Bu sebepler silsilesi âlemde olaylarla, fiillerle açığa çıkar. Yapılan her eyleminde bir sıfat olarak sebebi söz konusudur. Yâni bize gelen bir etki vardır. Herkes ve her şey bu manyetik etkinin içindedir. Bu her kişi de kendi potansiyeline uygun olarak bir algı oluşturur. Bu algıyı niteleyen şey sıfattır. Kişi ellerinden fiil olarak bu algının neticesini çıkarır.
Karşısına çıkan ve çok ihtiyacı olduğunu bildiği bir arkadaşına borç para vermemesi kişinin “şimdi bende hiç para kalmayacak, zelil olacağım, fakir kalacağım” demesi gibi. Yapması gereken kâmil davranışına engel olur. Davranışlarımız algı ve anlayışımızın çocuklarıdır.

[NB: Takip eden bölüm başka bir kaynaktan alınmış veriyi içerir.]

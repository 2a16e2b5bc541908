//! Lore stage: research and context generation.
//!
//! Produces a LorePack for the run's date label and pauses the pipeline
//! at the lore approval checkpoint. A generator failure downgrades to a
//! deterministic fallback pack with a warning; research never fails the
//! run.

use std::sync::Arc;

use async_trait::async_trait;
use tracing::warn;

use super::{Stage, StageContext};
use crate::adapters::Generator;
use crate::domain::{Checkpoint, Link, LorePack, Message, PartialUpdate, RunRecord, StageName};
use crate::error::Result;

pub struct LoreStage {
    generator: Arc<dyn Generator>,
}

impl LoreStage {
    pub fn new(generator: Arc<dyn Generator>) -> Self {
        Self { generator }
    }
}

#[async_trait]
impl Stage for LoreStage {
    fn name(&self) -> StageName {
        StageName::Lore
    }

    async fn execute(&self, ctx: &StageContext, record: &RunRecord) -> Result<PartialUpdate> {
        let date_label = &record.date_label;
        ctx.emit(Message::info(
            StageName::Lore,
            format!("Researching historical context for {}", date_label),
        ))
        .await?;

        let (lore, message) = match self.generator.research(date_label).await {
            Ok(lore) => {
                let links = lore
                    .sources
                    .iter()
                    .take(3)
                    .enumerate()
                    .map(|(i, url)| Link::new(format!("Source {}", i + 1), url))
                    .collect();
                let message =
                    Message::info(StageName::Lore, format!("Generated lore for {}", date_label))
                        .with_links(links);
                (lore, message)
            }
            Err(err) => {
                warn!(run_id = %ctx.run_id(), error = %err, "Generator failed, using fallback lore");
                let message = Message::warning(
                    StageName::Lore,
                    format!("Generator unavailable ({}), using fallback lore", err),
                );
                (LorePack::fallback(date_label), message)
            }
        };

        Ok(PartialUpdate {
            lore: Some(lore),
            messages: vec![message],
            ..Default::default()
        }
        .with_checkpoint(Checkpoint::LoreApproval))
    }
}
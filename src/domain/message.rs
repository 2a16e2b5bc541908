//! Messages emitted by stages during a run.
//!
//! Messages form an append-only log inside the RunRecord. Each message
//! carries a unique id assigned at creation; the store uses that id to
//! suppress duplicates, so re-merging the same message is harmless.

use serde::{Deserialize, Serialize};
use uuid::Uuid;

use super::record::StageName;

/// A single entry in a run's message log
#[derive(Debug, Clone, Serialize, Deserialize)]
pub struct Message {
    /// De-duplication key, assigned when the message is created
    pub unique_id: Uuid,

    /// Stage that emitted this message
    pub stage: StageName,

    /// Severity level
    pub severity: Severity,

    /// Human-readable text (no secrets)
    pub text: String,

    /// Optional links to artifacts, sources or transactions
    #[serde(default, skip_serializing_if = "Vec::is_empty")]
    pub links: Vec<Link>,
}

impl Message {
    /// Create an info-level message
    pub fn info(stage: StageName, text: impl Into<String>) -> Self {
        Self::new(stage, Severity::Info, text)
    }

    /// Create a warning-level message
    pub fn warning(stage: StageName, text: impl Into<String>) -> Self {
        Self::new(stage, Severity::Warning, text)
    }

    /// Create an error-level message
    pub fn error(stage: StageName, text: impl Into<String>) -> Self {
        Self::new(stage, Severity::Error, text)
    }

    fn new(stage: StageName, severity: Severity, text: impl Into<String>) -> Self {
        Self {
            unique_id: Uuid::new_v4(),
            stage,
            severity,
            text: text.into(),
            links: Vec::new(),
        }
    }

    /// Attach links to this message
    pub fn with_links(mut self, links: Vec<Link>) -> Self {
        self.links = links;
        self
    }
}

/// Severity of a message
#[derive(Debug, Clone, Copy, PartialEq, Eq, Serialize, Deserialize)]
#[serde(rename_all = "snake_case")]
pub enum Severity {
    Info,
    Warning,
    Error,
}

/// A labeled hyperlink attached to a message
#[derive(Debug, Clone, PartialEq, Eq, Serialize, Deserialize)]
pub struct Link {
    pub label: String,
    pub href: String,
}

impl Link {
    pub fn new(label: impl Into<String>, href: impl Into<String>) -> Self {
        Self {
            label: label.into(),
            href: href.into(),
        }
    }
}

Biz bir fiil işlediğimizde bunun âlemde de bir karşılığı olacaktır. Eğer çabuk parladığımız bir olay meydana gelmişse, karşımızdaki insan büyük ihtimalle çekingen davranacaktır. Yâni bizim hareketimizin zıddı ile mukabelede bulunacak. Biz yargılayıcı oldukça karşımızdaki depresif bir tutuma girecektir. Biz kendimize güvensiz davrandıkça karşımızdaki bize mükemmeliyetçi bir tavır sergileyecektir.

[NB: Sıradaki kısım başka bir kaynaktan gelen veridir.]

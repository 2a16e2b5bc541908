//! Incremental change feed over a run record.
//!
//! Converts a sequence of store snapshots into only the new messages and
//! changed fields since the previous poll, for delivery to a remote
//! observer. Field-change detection uses deep (serialized) equality
//! because the store replaces whole substructures on every merge. The
//! only client-supplied state is the message cursor, so a dropped feed
//! can reconnect and resume safely.

use std::collections::BTreeMap;
use std::sync::Arc;
use std::time::Duration;

use serde::Serialize;
use serde_json::Value;
use uuid::Uuid;

use super::store::RunStore;
use crate::domain::{Message, RunPhase, RunRecord};
use crate::error::{Error, Result};

/// Polling bounds for a feed
#[derive(Debug, Clone)]
pub struct FeedConfig {
    /// Fixed interval between store polls
    pub poll_interval: Duration,

    /// Wall-clock cap; the feed ends without a terminal marker after
    /// this long and the client reconnects with its cursor
    pub max_duration: Duration,
}

impl FeedConfig {
    /// Number of polls the feed performs before giving up
    pub fn max_polls(&self) -> u64 {
        let interval = self.poll_interval.as_millis().max(1);
        (self.max_duration.as_millis() / interval) as u64
    }
}

impl Default for FeedConfig {
    fn default() -> Self {
        Self {
            poll_interval: Duration::from_secs(1),
            max_duration: Duration::from_secs(600),
        }
    }
}

/// One event delivered to a feed observer
#[derive(Debug, Clone, Serialize)]
#[serde(rename_all = "snake_case", tag = "kind", content = "payload")]
pub enum FeedEvent {
    /// A single new message entry
    Update(Message),

    /// Snapshot of non-message fields that changed since the last poll
    State(StateUpdate),

    /// The run completed
    Complete { run_id: Uuid },

    /// The run failed (or the feed hit a fatal condition)
    Error { run_id: Uuid, error: String },
}

/// Changed-field snapshot sent as one `state` event
#[derive(Debug, Clone, Serialize)]
pub struct StateUpdate {
    pub run_id: Uuid,
    /// Current non-null values of the fields that changed
    pub state_update: BTreeMap<&'static str, Value>,
}

/// Stateful differ over successive snapshots of one run
pub struct ChangeFeed {
    store: Arc<dyn RunStore>,
    run_id: Uuid,
    cursor: usize,
    last_fields: BTreeMap<&'static str, Value>,
}

/// Non-message fields tracked for change detection
const TRACKED_FIELDS: [&str; 6] = ["lore", "art", "vote", "mint", "checkpoint", "error"];

impl ChangeFeed {
    /// Open a feed at a client-supplied message cursor (0 on first call)
    pub fn new(store: Arc<dyn RunStore>, run_id: Uuid, cursor: usize) -> Self {
        Self {
            store,
            run_id,
            cursor,
            last_fields: BTreeMap::new(),
        }
    }

    /// Current message cursor (number of messages delivered)
    pub fn cursor(&self) -> usize {
        self.cursor
    }

    /// The run this feed observes
    pub fn run_id(&self) -> Uuid {
        self.run_id
    }

    /// One poll: returns the events to deliver and whether the feed is
    /// done (terminal event emitted).
    pub async fn poll(&mut self) -> Result<(Vec<FeedEvent>, bool)> {
        let record = match self.store.get(self.run_id).await {
            Ok(record) => record,
            Err(Error::NotFound(run_id)) => {
                let event = FeedEvent::Error {
                    run_id,
                    error: format!("Run {} not found", run_id),
                };
                return Ok((vec![event], true));
            }
            Err(err) => return Err(err),
        };

        let mut events = Vec::new();

        // (a) messages at index >= cursor, exactly once each
        if record.messages.len() > self.cursor {
            for message in &record.messages[self.cursor..] {
                events.push(FeedEvent::Update(message.clone()));
            }
            self.cursor = record.messages.len();
        }

        // (b) changed non-message fields, by deep equality
        let fields = Self::field_values(&record);
        if fields != self.last_fields {
            let current: BTreeMap<&'static str, Value> = fields
                .iter()
                .filter(|(_, v)| !v.is_null())
                .map(|(k, v)| (*k, v.clone()))
                .collect();
            if !current.is_empty() || !self.last_fields.is_empty() {
                events.push(FeedEvent::State(StateUpdate {
                    run_id: self.run_id,
                    state_update: current,
                }));
            }
            self.last_fields = fields;
        }

        // (c) terminal marker
        match record.phase() {
            RunPhase::Completed => {
                events.push(FeedEvent::Complete {
                    run_id: self.run_id,
                });
                Ok((events, true))
            }
            RunPhase::Failed => {
                events.push(FeedEvent::Error {
                    run_id: self.run_id,
                    error: record.error.unwrap_or_default(),
                });
                Ok((events, true))
            }
            _ => Ok((events, false)),
        }
    }

    fn field_values(record: &RunRecord) -> BTreeMap<&'static str, Value> {
        let mut fields = BTreeMap::new();
        fields.insert(
            "lore",
            serde_json::to_value(&record.lore).unwrap_or(Value::Null),
        );
        fields.insert(
            "art",
            serde_json::to_value(&record.art).unwrap_or(Value::Null),
        );
        fields.insert(
            "vote",
            serde_json::to_value(&record.vote).unwrap_or(Value::Null),
        );
        fields.insert(
            "mint",
            serde_json::to_value(&record.mint).unwrap_or(Value::Null),
        );
        fields.insert(
            "checkpoint",
            serde_json::to_value(record.checkpoint).unwrap_or(Value::Null),
        );
        fields.insert(
            "error",
            serde_json::to_value(&record.error).unwrap_or(Value::Null),
        );
        debug_assert_eq!(fields.len(), TRACKED_FIELDS.len());
        fields
    }
}
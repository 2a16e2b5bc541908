//! Content generator adapters.
//!
//! `HttpGenerator` talks to a generation service over REST.
//! `SimGenerator` produces deterministic content for demos and tests,
//! matching the fallback artifacts the stages use when a real generator
//! is unreachable.

use async_trait::async_trait;
use serde::Deserialize;
use serde_json::json;

use super::Generator;
use crate::domain::{LorePack, PromptSeed};
use crate::error::{Error, Result};

/// One rendered candidate image
#[derive(Debug, Clone, Deserialize)]
pub struct ImageCandidate {
    /// Raw image bytes (pinned by the artist stage)
    #[serde(default)]
    pub bytes: Vec<u8>,

    /// Small preview as a data URL
    pub thumbnail: String,

    /// Style note for this candidate
    pub style_note: String,
}

/// Generator backed by an HTTP generation service
pub struct HttpGenerator {
    base_url: String,
    client: reqwest::Client,
}

impl HttpGenerator {
    pub fn new(base_url: impl Into<String>) -> Self {
        Self {
            base_url: base_url.into(),
            client: reqwest::Client::new(),
        }
    }
}

#[async_trait]
impl Generator for HttpGenerator {
    fn name(&self) -> &str {
        "http-generator"
    }

    async fn research(&self, date_label: &str) -> Result<LorePack> {
        let response = self
            .client
            .post(format!("{}/research", self.base_url))
            .json(&json!({ "date_label": date_label }))
            .send()
            .await?
            .error_for_status()?;

        let lore: LorePack = response.json().await?;
        Ok(lore)
    }

    async fn render(&self, seed: &PromptSeed, count: usize) -> Result<Vec<ImageCandidate>> {
        let response = self
            .client
            .post(format!("{}/render", self.base_url))
            .json(&json!({ "seed": seed, "count": count }))
            .send()
            .await?
            .error_for_status()?;

        let candidates: Vec<ImageCandidate> = response.json().await?;
        if candidates.is_empty() {
            return Err(Error::Collaborator(
                "generator returned no candidates".to_string(),
            ));
        }
        Ok(candidates)
    }
}

/// Deterministic generator for demos and tests
#[derive(Default)]
pub struct SimGenerator;

impl SimGenerator {
    pub fn new() -> Self {
        Self
    }

    /// Tiny grayscale SVG placeholder, distinct per candidate index
    pub fn placeholder_thumbnail(index: usize) -> String {
        let shade = 0x66_u8.saturating_sub((index as u8) * 0x22);
        let svg = format!(
            "<svg width=\"200\" height=\"200\" xmlns=\"http://www.w3.org/2000/svg\">\
             <rect width=\"100%\" height=\"100%\" fill=\"#{shade:02x}{shade:02x}{shade:02x}\"/>\
             <text x=\"50%\" y=\"50%\" font-size=\"16\" fill=\"#fff\" \
             text-anchor=\"middle\" dy=\".3em\">Art #{n}</text></svg>",
            shade = shade,
            n = index + 1,
        );
        format!("data:image/svg+xml;utf8,{}", svg)
    }

    fn style_note(index: usize) -> String {
        const NOTES: [&str; 4] = [
            "Geometric blockchain visualization with crystalline structures",
            "Network topology with flowing data streams",
            "Abstract representation of decentralized nodes",
            "Futuristic digital architecture with electric accents",
        ];
        NOTES[index % NOTES.len()].to_string()
    }
}

#[async_trait]
impl Generator for SimGenerator {
    fn name(&self) -> &str {
        "sim-generator"
    }

    async fn research(&self, date_label: &str) -> Result<LorePack> {
        Ok(LorePack::fallback(date_label))
    }

    async fn render(&self, _seed: &PromptSeed, count: usize) -> Result<Vec<ImageCandidate>> {
        Ok((0..count)
            .map(|i| ImageCandidate {
                bytes: format!("candidate-{}", i).into_bytes(),
                thumbnail: Self::placeholder_thumbnail(i),
                style_note: Self::style_note(i),
            })
            .collect())
    }
}

#[cfg(test)]
mod tests {
    use super::*;

    #[tokio::test]
    async fn test_sim_generator_is_deterministic() {
        let generator = SimGenerator::new();
        let a = generator.research("2015-07-30").await.unwrap();
        let b = generator.research("2015-07-30").await.unwrap();
        assert_eq!(a, b);
        assert!(a.summary_md.contains("2015-07-30"));
        assert!(!a.sources.is_empty());
    }

    #[tokio::test]
    async fn test_sim_render_count() {
        let generator = SimGenerator::new();
        let seed = generator.research("x").await.unwrap().prompt_seed;
        let candidates = generator.render(&seed, 4).await.unwrap();
        assert_eq!(candidates.len(), 4);
        assert_ne!(candidates[0].thumbnail, candidates[1].thumbnail);
    }
}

Ayna metaforu bize bu zıttı ile yaratılış ve varoluş hakikatini anlatır. Aslında gördüğümüz kendi suretimizin yâni hâllerimizin yansımasıdır ve bu yansıma birebir aynıdır. Ve bu zıddıyla ortaya çıkar her zaman.
Karşımızda kibirli bir insan görüyorsak, o kibir bizde de vardır fakat oranlar farklıdır. Gördüğümüz surette oran yüzde 70 ise bizde yüzde 30 seviyesinde olabilir. Bu kibirli olmadığımız anlamına gelmez. Ama davranışlarda kibirli bir insanın karşısında kendini geri çeken yapımızı sergileriz.

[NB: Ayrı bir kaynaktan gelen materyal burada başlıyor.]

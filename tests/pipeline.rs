//! Pipeline Integration Tests
//!
//! End-to-end scenarios over the standard five-stage pipeline with
//! simulated or scripted collaborators, plus the merge-ordering
//! guarantee between consecutive stages.

mod common;

use std::sync::atomic::{AtomicUsize, Ordering};
use std::sync::{Arc, Mutex};
use std::time::Duration;

use async_trait::async_trait;
use common::{wait_for, FailingGenerator, LoggingStore, SlowReadStore, StuckVoteLedger};
use curio::adapters::{SimGenerator, SimLedger};
use curio::core::{
    Decision, Pipeline, PipelineSettings, PipelineState, PollerConfig, ResumePayload,
    ResumeRequest, RunController, RunStore,
};
use curio::domain::{
    Checkpoint, LorePack, PartialUpdate, ResolvedBy, RunPhase, RunRecord, Severity, StageName,
    VoteConfig,
};
use curio::stages::{Stage, StageContext};
use uuid::Uuid;

/// Settings that keep the vote and poller fast enough for tests
fn fast_settings() -> PipelineSettings {
    PipelineSettings {
        art_candidates: 4,
        vote: VoteConfig {
            duration_s: 0,
            ..VoteConfig::default()
        },
        poller: PollerConfig {
            poll_interval: Duration::from_millis(5),
            max_polls: 6,
        },
        vote_grace_s: 0,
    }
}

fn sim_controller(store: Arc<dyn RunStore>) -> RunController {
    let pipeline = Arc::new(Pipeline::standard(
        store.clone(),
        Arc::new(SimGenerator::new()),
        Arc::new(SimLedger::new()),
        fast_settings(),
    ));
    RunController::new(store, pipeline)
}

fn approve(checkpoint: Checkpoint, decision: Decision) -> ResumeRequest {
    ResumeRequest {
        checkpoint,
        decision,
        payload: ResumePayload::default(),
    }
}

#[tokio::test]
async fn scenario_a_checkpoint_then_completion() {
    let store: Arc<dyn RunStore> = Arc::new(curio::core::MemoryRunStore::new());
    let controller = sim_controller(store.clone());

    let run_id = controller.create_run("X").await.unwrap();

    // The run pauses at lore approval with no error
    let record = wait_for(store.as_ref(), run_id, Duration::from_secs(5), |r| {
        r.checkpoint == Some(Checkpoint::LoreApproval)
    })
    .await;
    assert!(record.error.is_none());
    assert!(record.lore.is_some());

    // Approve and let it run through the vote to the mint checkpoint
    controller
        .resume(run_id, approve(Checkpoint::LoreApproval, Decision::Approve))
        .await
        .unwrap();

    let record = wait_for(store.as_ref(), run_id, Duration::from_secs(10), |r| {
        r.checkpoint == Some(Checkpoint::FinalizeMint)
    })
    .await;
    assert!(record.error.is_none());
    assert!(record.mint.is_some());
    assert!(record.vote.as_ref().unwrap().result.is_some());

    // Finalize completes the run
    controller
        .resume(run_id, approve(Checkpoint::FinalizeMint, Decision::Finalize))
        .await
        .unwrap();

    let record = wait_for(store.as_ref(), run_id, Duration::from_secs(5), |r| {
        r.phase() == RunPhase::Completed
    })
    .await;
    assert!(record
        .messages
        .iter()
        .any(|m| m.stage == StageName::System && m.text.contains("finalized")));
}

#[tokio::test]
async fn scenario_b_stuck_vote_resolves_by_timeout() {
    let store: Arc<dyn RunStore> = Arc::new(curio::core::MemoryRunStore::new());
    let pipeline = Arc::new(Pipeline::standard(
        store.clone(),
        Arc::new(SimGenerator::new()),
        Arc::new(StuckVoteLedger),
        fast_settings(),
    ));
    let controller = RunController::new(store.clone(), pipeline);

    let run_id = controller.create_run("X").await.unwrap();
    wait_for(store.as_ref(), run_id, Duration::from_secs(5), |r| {
        r.checkpoint == Some(Checkpoint::LoreApproval)
    })
    .await;
    controller
        .resume(run_id, approve(Checkpoint::LoreApproval, Decision::Approve))
        .await
        .unwrap();

    let record = wait_for(store.as_ref(), run_id, Duration::from_secs(10), |r| {
        r.vote.as_ref().map(|v| v.result.is_some()).unwrap_or(false)
    })
    .await;

    let resolution = record.vote.unwrap().result.unwrap();
    assert_eq!(resolution.resolved_by, ResolvedBy::Timeout);
    assert_eq!(resolution.winner, 0);
    assert_eq!(resolution.participation, 1);
    assert_eq!(resolution.tally.get(&0), Some(&1));
}

#[tokio::test]
async fn scenario_c_collaborator_failure_leaves_warning_and_fallback() {
    let store: Arc<dyn RunStore> = Arc::new(curio::core::MemoryRunStore::new());
    let pipeline = Arc::new(Pipeline::standard(
        store.clone(),
        Arc::new(FailingGenerator),
        Arc::new(SimLedger::new()),
        fast_settings(),
    ));
    let controller = RunController::new(store.clone(), pipeline);

    let run_id = controller.create_run("X").await.unwrap();
    let record = wait_for(store.as_ref(), run_id, Duration::from_secs(5), |r| {
        r.checkpoint == Some(Checkpoint::LoreApproval)
    })
    .await;

    // Warning referencing the stage, and a fallback artifact — never neither
    assert!(record
        .messages
        .iter()
        .any(|m| m.severity == Severity::Warning && m.stage == StageName::Lore));
    assert!(record.lore.is_some() || record.error.is_some());
    assert!(record.lore.is_some());
}

#[tokio::test]
async fn resume_after_completion_is_noop() {
    let store: Arc<dyn RunStore> = Arc::new(curio::core::MemoryRunStore::new());
    let controller = sim_controller(store.clone());
    let run_id = controller.create_run("X").await.unwrap();

    let record = wait_for(store.as_ref(), run_id, Duration::from_secs(5), |r| {
        r.checkpoint == Some(Checkpoint::LoreApproval)
    })
    .await;

    // Complete the run
    controller
        .resume(run_id, approve(Checkpoint::LoreApproval, Decision::Approve))
        .await
        .unwrap();
    wait_for(store.as_ref(), run_id, Duration::from_secs(10), |r| {
        r.checkpoint == Some(Checkpoint::FinalizeMint)
    })
    .await;
    controller
        .resume(run_id, approve(Checkpoint::FinalizeMint, Decision::Finalize))
        .await
        .unwrap();
    let completed = wait_for(store.as_ref(), run_id, Duration::from_secs(5), |r| {
        r.phase() == RunPhase::Completed
    })
    .await;

    // Further resumes leave the record unchanged and never restart stages
    let outcome = controller
        .resume(run_id, approve(Checkpoint::LoreApproval, Decision::Approve))
        .await
        .unwrap();
    assert!(!outcome.resumed);
    assert_eq!(outcome.record.messages.len(), completed.messages.len());
    assert_eq!(outcome.record.phase(), RunPhase::Completed);
    assert_eq!(
        outcome.record.mint.as_ref().unwrap().tx_hash,
        completed.mint.as_ref().unwrap().tx_hash
    );
    let _ = record;
}

#[tokio::test]
async fn edit_decision_replaces_lore_before_continuing() {
    let store: Arc<dyn RunStore> = Arc::new(curio::core::MemoryRunStore::new());
    let controller = sim_controller(store.clone());
    let run_id = controller.create_run("X").await.unwrap();

    wait_for(store.as_ref(), run_id, Duration::from_secs(5), |r| {
        r.checkpoint == Some(Checkpoint::LoreApproval)
    })
    .await;

    let mut edited = LorePack::fallback("X");
    edited.summary_md = "# Curator's revision".to_string();

    let outcome = controller
        .resume(
            run_id,
            ResumeRequest {
                checkpoint: Checkpoint::LoreApproval,
                decision: Decision::Edit,
                payload: ResumePayload {
                    lore: Some(edited.clone()),
                },
            },
        )
        .await
        .unwrap();
    assert!(outcome.resumed);

    // The replacement survives the rest of the pipeline untouched
    let record = wait_for(store.as_ref(), run_id, Duration::from_secs(10), |r| {
        r.checkpoint == Some(Checkpoint::FinalizeMint)
    })
    .await;
    assert_eq!(record.lore.unwrap().summary_md, edited.summary_md);
    assert!(record.mint.is_some());
}

/// Stage stub that records its invocation in a shared log
struct TracedStage {
    name: StageName,
    log: Arc<Mutex<Vec<String>>>,
}

#[async_trait]
impl Stage for TracedStage {
    fn name(&self) -> StageName {
        self.name
    }

    async fn execute(
        &self,
        _ctx: &StageContext,
        _record: &RunRecord,
    ) -> curio::error::Result<PartialUpdate> {
        self.log.lock().unwrap().push(format!("exec:{}", self.name));
        Ok(PartialUpdate::default())
    }
}

#[tokio::test]
async fn stage_partial_is_merged_before_next_stage_runs() {
    let store = Arc::new(LoggingStore::new());
    let log = store.log.clone();

    let stages: Vec<Arc<dyn Stage>> = vec![
        Arc::new(TracedStage {
            name: StageName::Lore,
            log: log.clone(),
        }),
        Arc::new(TracedStage {
            name: StageName::Artist,
            log: log.clone(),
        }),
    ];
    let pipeline = Pipeline::new(stages, store.clone());

    let run_id = Uuid::new_v4();
    store.create(RunRecord::new(run_id, "X")).await.unwrap();
    let state = pipeline.run(run_id).await.unwrap();
    assert_eq!(state, PipelineState::Completed);

    let entries = log.lock().unwrap().clone();
    let exec_lore = entries.iter().position(|e| e == "exec:lore").unwrap();
    let merge_after_lore = entries[exec_lore..]
        .iter()
        .position(|e| e.starts_with("merge"))
        .unwrap()
        + exec_lore;
    let exec_artist = entries.iter().position(|e| e == "exec:artist").unwrap();

    // lore's partial hits the store before artist starts
    assert!(merge_after_lore < exec_artist, "entries: {:?}", entries);
}

/// Stage stub that pauses the pipeline at lore approval
struct PausingStage;

#[async_trait]
impl Stage for PausingStage {
    fn name(&self) -> StageName {
        StageName::Lore
    }

    async fn execute(
        &self,
        _ctx: &StageContext,
        _record: &RunRecord,
    ) -> curio::error::Result<PartialUpdate> {
        Ok(PartialUpdate::default().with_checkpoint(Checkpoint::LoreApproval))
    }
}

/// Stage stub counting how many times it runs
struct CountingStage {
    executions: Arc<AtomicUsize>,
}

#[async_trait]
impl Stage for CountingStage {
    fn name(&self) -> StageName {
        StageName::Artist
    }

    async fn execute(
        &self,
        _ctx: &StageContext,
        _record: &RunRecord,
    ) -> curio::error::Result<PartialUpdate> {
        self.executions.fetch_add(1, Ordering::SeqCst);
        Ok(PartialUpdate::default())
    }
}

#[tokio::test]
async fn concurrent_resumes_continue_the_pipeline_once() {
    // Slow reads widen the window between observing the checkpoint and
    // clearing it; only one of the racing resumes may win.
    let store: Arc<dyn RunStore> =
        Arc::new(SlowReadStore::new(Duration::from_millis(10)));
    let executions = Arc::new(AtomicUsize::new(0));

    let stages: Vec<Arc<dyn Stage>> = vec![
        Arc::new(PausingStage),
        Arc::new(CountingStage {
            executions: executions.clone(),
        }),
    ];
    let pipeline = Arc::new(Pipeline::new(stages, store.clone()));
    let controller = Arc::new(RunController::new(store.clone(), pipeline.clone()));

    let run_id = Uuid::new_v4();
    store.create(RunRecord::new(run_id, "X")).await.unwrap();
    let state = pipeline.run(run_id).await.unwrap();
    assert_eq!(state, PipelineState::Paused(Checkpoint::LoreApproval));

    let mut handles = Vec::new();
    for _ in 0..2 {
        let controller = controller.clone();
        handles.push(tokio::spawn(async move {
            controller
                .resume(run_id, approve(Checkpoint::LoreApproval, Decision::Approve))
                .await
                .unwrap()
        }));
    }
    let mut resumed_count = 0;
    for handle in handles {
        if handle.await.unwrap().resumed {
            resumed_count += 1;
        }
    }
    assert_eq!(resumed_count, 1);

    // Let the spawned continuation(s) run, then check the stage after
    // the checkpoint ran exactly once
    let deadline = std::time::Instant::now() + Duration::from_secs(5);
    while executions.load(Ordering::SeqCst) == 0 {
        assert!(std::time::Instant::now() < deadline, "continuation never ran");
        tokio::time::sleep(Duration::from_millis(10)).await;
    }
    tokio::time::sleep(Duration::from_millis(200)).await;
    assert_eq!(executions.load(Ordering::SeqCst), 1);
}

Bunun gibi zaaflarımızın dengeye gelmesi için sıkıntı dediğimiz pek çok olay ile karşılaşırız ki, bu yapıyı okuyabilmek için gerçek bir farkındalığa ihtiyacımız vardır. Artık yaşadığımız olayda nasıl davrandığımızı nelere tepki verdiğimizi görebiliyorsak, benzer bir olayla karşılaştığımızda bir adım önden başlarız. Çünkü zaman daireseldir ve biz bu konuda kemâlatı sağlayalım diye defalarca sınanırız. Bu sınanmaların asıl sebebi algılarımız neticesinde sergilediğimiz fiillerdir.
Algı, duyu organımızda tepki oluşturan enerjidir. Farklı sebepler ise farklı duyguları yaşamamıza neden olurlar. İnsan duyu organları ile bu enerjisel titreşimleri kendi özelliklerine göre alt ve üst sınırda fark etme yeteneğine sahiptir.
Farkındalık alt sınırda algılandığında anlayışımız tefrit hâlde açığa çıkar. Üst sınırda algıladığımızda ise ifrat bir davranış sergileriz. Bu davranışları sergilerken de aynı türde davranışa neden olan algıyı soyutlarız. Sıfat dediğimiz, yer ve özellik bildiren kavramlar oluşur. Bu kavramları ifade ettiğimizde tanımlar yapmış oluruz.
Örneklendirirsek, El Kerîm esmâsının Allah için anlamı karşılık beklemeden veren demektir. Kul için manası; bol rızık sahibi olmak, cömert olmak, kolaylıklara nail olmaktır. Bu tanımı ortaya çıkarmak için bir sebebe bir algıya ihtiyacımız vardır. Rabbimiz bunun için bize bir olay yaşatır ki merhamet algımız açığa çıksın ve cömert olma konusunda sınavımız gerçekleşsin. Merhamet etmemiz gerektiğini duyumsadığımızda kendi yaratılış kapasitemize göre, bir hâl sergileriz. İtidal konusundan hatırlayacağımız üzere hâl üç şekilde gösterilir;
1-Olaya yargılayıcı ve ezici bir şekilde yaklaşarak ifrat hâl sergilemek,
2-Güvensiz, başkalarının ne düşündüğü ile endişeli, fikirleri bulanık davranarak tefrit hâl sergilemek,
3-Açık, neşeli, kendine ve başkalarına saygılı şahsiyetli davranarak denge hâlini bulmak.
İfrat hâl sergileyen bir kişi egosunun hoşuna gitmeyen, cömertliğin gereği olan verme eylemini yargılayıcı ve ezici olarak gösteriyor demektir. Tefrit hâl sergileyen kişi ise güvensiz ve endişeli tavrı ile alt sınırda duruyor. İtidalli davranış ise verme eylemini neşeli ve saygılı davranarak yapıyor ki işte cömertliğin de asıl tarifi budur.
Zanlarımız ile yorumladığımız algılarımız tefritimize sebep olur. Bu algıları aklımız ve çıkarımız için kullandığımızda ifratta davranmış oluruz. İtidal ise, tüm bu algıları kalp ile değerlendirip, hikmetini okuyarak doğru hâl sergilemekle olur. Ve itidâl insanın kendisine ve çevresine gösterebileceği en büyük merhamettir.